Но на самом деле селигманам-торговцам было все равно, как к ним относятся (что контрастирует с их отношением в Нью-Йорке несколькими годами позже, когда их это очень заботило). Они охотно принимали упреки и оскорбления в дороге, поскольку торговля была для них лишь средством достижения цели. К 1840 г. три мальчика Селигмана частично реализовали эту цель: они заработали достаточно денег, чтобы арендовать небольшое здание в Ланкастере, которое они использовали в качестве штаб-квартиры для своих торговых предприятий. В передней части здания они открыли магазин для демонстрации своих товаров. В задней части здания стояли кровати, на которых можно было спать. Это был их первый настоящий деловой адрес в Америке. В 1841 году они отправили домой четвертого брата, четырнадцатилетнего Джесси, чтобы он помогал им торговать и обслуживать магазин.
5. М-С ГАЛОШИ РЭНКИНА
Магазин предоставил Селигманам склад для хранения товаров. Они могли расширить свой ассортимент за счет более крупных, тяжелых и универсальных товаров — сапог и калош, метел, сухарей, скобяных изделий, мешков с кормом. Из пеших разносчиков они превращались в купцов небольшого города.

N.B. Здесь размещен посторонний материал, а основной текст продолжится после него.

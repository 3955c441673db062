use chrono::{DateTime, Utc};
use serde::{Deserialize, Serialize};
use std::fmt;

/// Business category assigned by the scorer.
///
/// Labels outside the known set are kept verbatim in `Unknown` so a stray
/// value from the store never breaks assembly or rendering.
#[derive(Debug, Clone, PartialEq, Eq, Hash, Default, Serialize, Deserialize)]
#[serde(from = "String", into = "String")]
pub enum Category {
    #[default]
    Market,
    Technology,
    SupplyChain,
    Trade,
    Regulatory,
    Competitor,
    Unknown(String),
}

impl Category {
    pub const KNOWN: [Category; 6] = [
        Category::Market,
        Category::Technology,
        Category::SupplyChain,
        Category::Trade,
        Category::Regulatory,
        Category::Competitor,
    ];

    pub fn parse(label: &str) -> Self {
        match label.trim().to_lowercase().as_str() {
            "market" => Category::Market,
            "technology" => Category::Technology,
            "supply_chain" => Category::SupplyChain,
            "trade" => Category::Trade,
            "regulatory" => Category::Regulatory,
            "competitor" => Category::Competitor,
            _ => Category::Unknown(label.trim().to_string()),
        }
    }

    pub fn as_str(&self) -> &str {
        match self {
            Category::Market => "market",
            Category::Technology => "technology",
            Category::SupplyChain => "supply_chain",
            Category::Trade => "trade",
            Category::Regulatory => "regulatory",
            Category::Competitor => "competitor",
            Category::Unknown(label) => label,
        }
    }

    pub fn is_known(&self) -> bool {
        !matches!(self, Category::Unknown(_))
    }
}

impl From<String> for Category {
    fn from(label: String) -> Self {
        Category::parse(&label)
    }
}

impl From<Category> for String {
    fn from(category: Category) -> Self {
        category.as_str().to_string()
    }
}

impl fmt::Display for Category {
    fn fmt(&self, f: &mut fmt::Formatter<'_>) -> fmt::Result {
        f.write_str(self.as_str())
    }
}

/// A scored news item, the unit the triage engine ranks.
#[derive(Debug, Clone, PartialEq, Serialize, Deserialize)]
pub struct ScoredItem {
    pub id: String,
    pub title: String,
    pub url: String,
    pub summary: String,
    pub why_it_matters: String,
    pub category: Category,
    #[serde(default)]
    pub topics: Vec<String>,
    pub relevance_score: u8,
    pub must_read: bool,
    #[serde(default)]
    pub hype_flag: bool,
    #[serde(default)]
    pub published_at: Option<DateTime<Utc>>,
}

/// The tiered digest produced by [`crate::triage::assemble`].
#[derive(Debug, Clone, Default, PartialEq, Serialize, Deserialize)]
pub struct DigestTiers {
    pub critical: Vec<ScoredItem>,
    pub notable: Vec<ScoredItem>,
    pub minor: Vec<ScoredItem>,
}

impl DigestTiers {
    /// True when no tier holds an item: nothing to report today.
    pub fn is_empty(&self) -> bool {
        self.critical.is_empty() && self.notable.is_empty() && self.minor.is_empty()
    }

    pub fn total(&self) -> usize {
        self.critical.len() + self.notable.len() + self.minor.len()
    }
}

/// A digest persisted for one calendar day.
#[derive(Debug, Clone, Serialize, Deserialize)]
pub struct DigestSnapshot {
    pub date: String,
    pub tiers: DigestTiers,
    pub email_sent: bool,
    pub created_at: String,
}

/// A configured news feed.
#[derive(Debug, Clone, Serialize, Deserialize)]
pub struct FeedSource {
    pub id: i64,
    pub name: String,
    pub url: String,
    pub category: String,
    pub enabled: bool,
}

/// A feed entry ready to be stored.
#[derive(Debug, Clone)]
pub struct NewItem {
    pub source_id: i64,
    pub title: String,
    pub url: String,
    pub content: String,
    pub published_at: DateTime<Utc>,
}

/// The scorer's verdict on one item.
#[derive(Debug, Clone, PartialEq, Serialize, Deserialize)]
pub struct Judgment {
    pub summary: String,
    pub why_it_matters: String,
    pub category: Category,
    pub topics: Vec<String>,
    pub relevance_score: u8,
    pub must_read: bool,
    pub hype_flag: bool,
}

/// A stored item that still needs a relevance judgment.
#[derive(Debug, Clone)]
pub struct PendingItem {
    pub id: i64,
    pub title: String,
    pub url: String,
    pub content: String,
    pub source_category: Option<String>,
}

Джозеф был перфекционистом, требовал точности и не терпел ничего, что напоминало бы лишние движения. Он был энергичен как бык, и все, кто был менее энергичен, приводили его в ярость. Но когда он стал бизнесменом, а это важный товар — место работы, в нем произошли изменения. Он стал вести себя с достоинством. Он обрел присутствие. Он гладко выбрил лицо, зачесал назад мелкой волной шелковистые светло-коричневые волосы, обнажив тонкий высокий лоб. От него пахло мылом, помадой и сигарами лучшей марки. Когда он был оборванным разносчиком, сующим свой товар в руки скептически настроенным женам фермеров, он был навязчивым улыбчивым человеком. Теперь он улыбался меньше, а его выражение лица в глазах окружающих стало мудрым, по-отечески терпимым. Его присутствие не вдохновляло на близость, да оно и не предназначалось для этого. Оно должно было внушать доверие и вызывать уважение.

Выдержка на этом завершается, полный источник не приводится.